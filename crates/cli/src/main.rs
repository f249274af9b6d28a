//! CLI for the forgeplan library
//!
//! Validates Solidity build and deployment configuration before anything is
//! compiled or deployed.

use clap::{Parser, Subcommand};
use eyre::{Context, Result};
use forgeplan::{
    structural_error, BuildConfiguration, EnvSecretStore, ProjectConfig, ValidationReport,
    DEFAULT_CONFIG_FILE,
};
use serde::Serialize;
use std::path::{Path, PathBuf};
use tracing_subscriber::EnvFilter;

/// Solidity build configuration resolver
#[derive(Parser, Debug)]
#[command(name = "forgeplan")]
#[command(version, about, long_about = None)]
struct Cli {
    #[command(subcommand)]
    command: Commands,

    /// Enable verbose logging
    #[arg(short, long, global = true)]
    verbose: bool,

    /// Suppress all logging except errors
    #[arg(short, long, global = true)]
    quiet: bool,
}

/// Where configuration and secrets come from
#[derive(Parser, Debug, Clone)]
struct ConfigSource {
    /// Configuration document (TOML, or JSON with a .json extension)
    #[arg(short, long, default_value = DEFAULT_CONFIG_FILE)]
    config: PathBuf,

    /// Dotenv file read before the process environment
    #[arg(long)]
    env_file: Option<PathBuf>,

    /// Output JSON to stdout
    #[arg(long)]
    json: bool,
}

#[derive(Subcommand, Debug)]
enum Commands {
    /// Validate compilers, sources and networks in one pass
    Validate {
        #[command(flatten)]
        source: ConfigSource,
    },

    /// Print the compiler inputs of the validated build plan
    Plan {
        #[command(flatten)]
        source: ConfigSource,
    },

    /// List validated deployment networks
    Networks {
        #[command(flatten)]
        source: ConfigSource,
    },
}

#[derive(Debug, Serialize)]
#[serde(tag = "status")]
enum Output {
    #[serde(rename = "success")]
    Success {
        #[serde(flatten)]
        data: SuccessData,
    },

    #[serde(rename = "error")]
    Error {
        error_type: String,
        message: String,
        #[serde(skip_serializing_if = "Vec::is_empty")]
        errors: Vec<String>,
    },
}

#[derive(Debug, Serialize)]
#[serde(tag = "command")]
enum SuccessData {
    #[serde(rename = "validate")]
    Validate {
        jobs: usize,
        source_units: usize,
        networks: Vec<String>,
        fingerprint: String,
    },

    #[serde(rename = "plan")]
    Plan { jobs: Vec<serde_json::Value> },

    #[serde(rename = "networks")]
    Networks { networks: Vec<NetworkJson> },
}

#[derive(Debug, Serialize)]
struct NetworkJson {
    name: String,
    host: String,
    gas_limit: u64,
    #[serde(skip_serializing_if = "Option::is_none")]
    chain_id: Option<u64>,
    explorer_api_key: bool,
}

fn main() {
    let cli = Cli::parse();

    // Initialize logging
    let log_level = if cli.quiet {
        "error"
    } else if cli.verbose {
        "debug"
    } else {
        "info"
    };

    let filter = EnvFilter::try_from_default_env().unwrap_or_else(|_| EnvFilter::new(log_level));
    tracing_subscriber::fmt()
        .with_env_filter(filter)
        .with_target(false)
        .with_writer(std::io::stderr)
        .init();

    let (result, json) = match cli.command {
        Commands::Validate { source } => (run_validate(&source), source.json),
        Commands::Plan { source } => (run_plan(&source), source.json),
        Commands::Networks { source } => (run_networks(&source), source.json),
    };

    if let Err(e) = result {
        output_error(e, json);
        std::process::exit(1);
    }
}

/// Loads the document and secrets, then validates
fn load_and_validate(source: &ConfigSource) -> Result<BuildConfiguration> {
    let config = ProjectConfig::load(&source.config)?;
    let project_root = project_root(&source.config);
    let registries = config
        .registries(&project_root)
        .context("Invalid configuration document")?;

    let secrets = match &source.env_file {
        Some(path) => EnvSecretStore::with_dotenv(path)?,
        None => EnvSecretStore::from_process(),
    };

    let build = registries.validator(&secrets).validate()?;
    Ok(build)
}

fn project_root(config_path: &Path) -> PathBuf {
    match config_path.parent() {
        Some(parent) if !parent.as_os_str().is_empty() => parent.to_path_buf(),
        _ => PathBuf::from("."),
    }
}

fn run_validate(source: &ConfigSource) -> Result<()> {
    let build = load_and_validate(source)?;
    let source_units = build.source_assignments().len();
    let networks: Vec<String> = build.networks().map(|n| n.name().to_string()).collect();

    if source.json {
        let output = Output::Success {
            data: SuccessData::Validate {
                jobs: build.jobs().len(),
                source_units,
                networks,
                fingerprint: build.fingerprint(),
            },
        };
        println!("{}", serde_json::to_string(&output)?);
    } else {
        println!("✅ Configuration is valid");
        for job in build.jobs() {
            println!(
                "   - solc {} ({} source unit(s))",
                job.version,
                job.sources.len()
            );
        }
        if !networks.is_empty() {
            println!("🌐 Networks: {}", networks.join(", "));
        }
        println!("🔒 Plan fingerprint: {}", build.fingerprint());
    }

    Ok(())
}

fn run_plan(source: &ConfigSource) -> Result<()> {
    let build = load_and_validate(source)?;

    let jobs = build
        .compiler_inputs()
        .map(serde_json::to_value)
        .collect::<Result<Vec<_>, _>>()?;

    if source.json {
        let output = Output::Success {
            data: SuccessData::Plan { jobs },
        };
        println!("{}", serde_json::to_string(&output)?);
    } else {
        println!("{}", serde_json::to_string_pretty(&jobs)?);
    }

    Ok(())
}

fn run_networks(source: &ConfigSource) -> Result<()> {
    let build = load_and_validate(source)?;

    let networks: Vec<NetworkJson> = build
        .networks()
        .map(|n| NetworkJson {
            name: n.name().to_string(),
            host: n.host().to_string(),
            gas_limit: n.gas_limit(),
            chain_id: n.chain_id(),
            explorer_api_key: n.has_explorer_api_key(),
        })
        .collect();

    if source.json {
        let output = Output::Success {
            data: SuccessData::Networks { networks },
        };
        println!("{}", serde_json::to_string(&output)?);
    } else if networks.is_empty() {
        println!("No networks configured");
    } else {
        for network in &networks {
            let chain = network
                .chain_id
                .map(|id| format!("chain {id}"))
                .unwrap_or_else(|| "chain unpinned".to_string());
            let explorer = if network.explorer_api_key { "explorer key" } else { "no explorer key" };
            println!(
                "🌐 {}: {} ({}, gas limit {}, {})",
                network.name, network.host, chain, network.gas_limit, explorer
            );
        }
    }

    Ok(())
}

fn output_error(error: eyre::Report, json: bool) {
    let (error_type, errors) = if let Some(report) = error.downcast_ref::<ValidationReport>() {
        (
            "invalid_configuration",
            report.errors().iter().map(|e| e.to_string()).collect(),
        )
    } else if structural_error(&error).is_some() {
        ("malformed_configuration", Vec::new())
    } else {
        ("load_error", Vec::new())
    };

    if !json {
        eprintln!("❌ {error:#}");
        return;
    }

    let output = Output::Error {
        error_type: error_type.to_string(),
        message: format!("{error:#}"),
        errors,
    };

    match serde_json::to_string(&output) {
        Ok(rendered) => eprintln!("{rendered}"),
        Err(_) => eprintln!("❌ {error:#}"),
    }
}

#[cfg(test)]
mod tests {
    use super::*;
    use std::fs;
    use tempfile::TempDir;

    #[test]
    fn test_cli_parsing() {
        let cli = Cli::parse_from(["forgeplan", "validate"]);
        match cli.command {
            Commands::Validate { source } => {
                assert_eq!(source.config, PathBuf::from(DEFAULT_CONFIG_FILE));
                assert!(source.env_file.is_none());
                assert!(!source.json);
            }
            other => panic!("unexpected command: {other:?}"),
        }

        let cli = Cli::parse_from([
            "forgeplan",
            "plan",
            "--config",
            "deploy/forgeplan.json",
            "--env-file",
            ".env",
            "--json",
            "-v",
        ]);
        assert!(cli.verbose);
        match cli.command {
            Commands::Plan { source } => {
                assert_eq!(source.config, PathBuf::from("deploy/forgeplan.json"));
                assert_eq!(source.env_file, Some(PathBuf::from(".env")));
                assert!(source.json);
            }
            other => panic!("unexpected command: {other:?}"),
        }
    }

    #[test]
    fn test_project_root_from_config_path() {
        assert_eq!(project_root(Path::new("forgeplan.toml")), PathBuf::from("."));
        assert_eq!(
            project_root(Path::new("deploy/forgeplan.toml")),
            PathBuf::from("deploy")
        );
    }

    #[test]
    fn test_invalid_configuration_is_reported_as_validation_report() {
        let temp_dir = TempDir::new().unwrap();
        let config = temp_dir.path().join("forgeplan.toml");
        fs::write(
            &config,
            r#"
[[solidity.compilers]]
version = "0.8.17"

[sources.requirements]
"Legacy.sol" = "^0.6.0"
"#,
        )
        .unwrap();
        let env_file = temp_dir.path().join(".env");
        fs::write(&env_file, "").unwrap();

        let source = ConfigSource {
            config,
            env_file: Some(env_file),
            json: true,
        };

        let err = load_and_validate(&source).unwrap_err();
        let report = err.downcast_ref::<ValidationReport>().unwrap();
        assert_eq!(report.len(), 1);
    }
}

INSTRUCTIONS FOR THE TASK
Only one stretch of the data above is needed. Restate it word for word, from the line containing "let config = ProjectConfig::load(&source.config)?;" through the line containing "fn project_root(config_path: &Path)", both ends included.

OUTPUT OF THE TASK
    let config = ProjectConfig::load(&source.config)?;
    let project_root = project_root(&source.config);
    let registries = config
        .registries(&project_root)
        .context("Invalid configuration document")?;

    let secrets = match &source.env_file {
        Some(path) => EnvSecretStore::with_dotenv(path)?,
        None => EnvSecretStore::from_process(),
    };

    let build = registries.validator(&secrets).validate()?;
    Ok(build)
}

fn project_root(config_path: &Path) -> PathBuf {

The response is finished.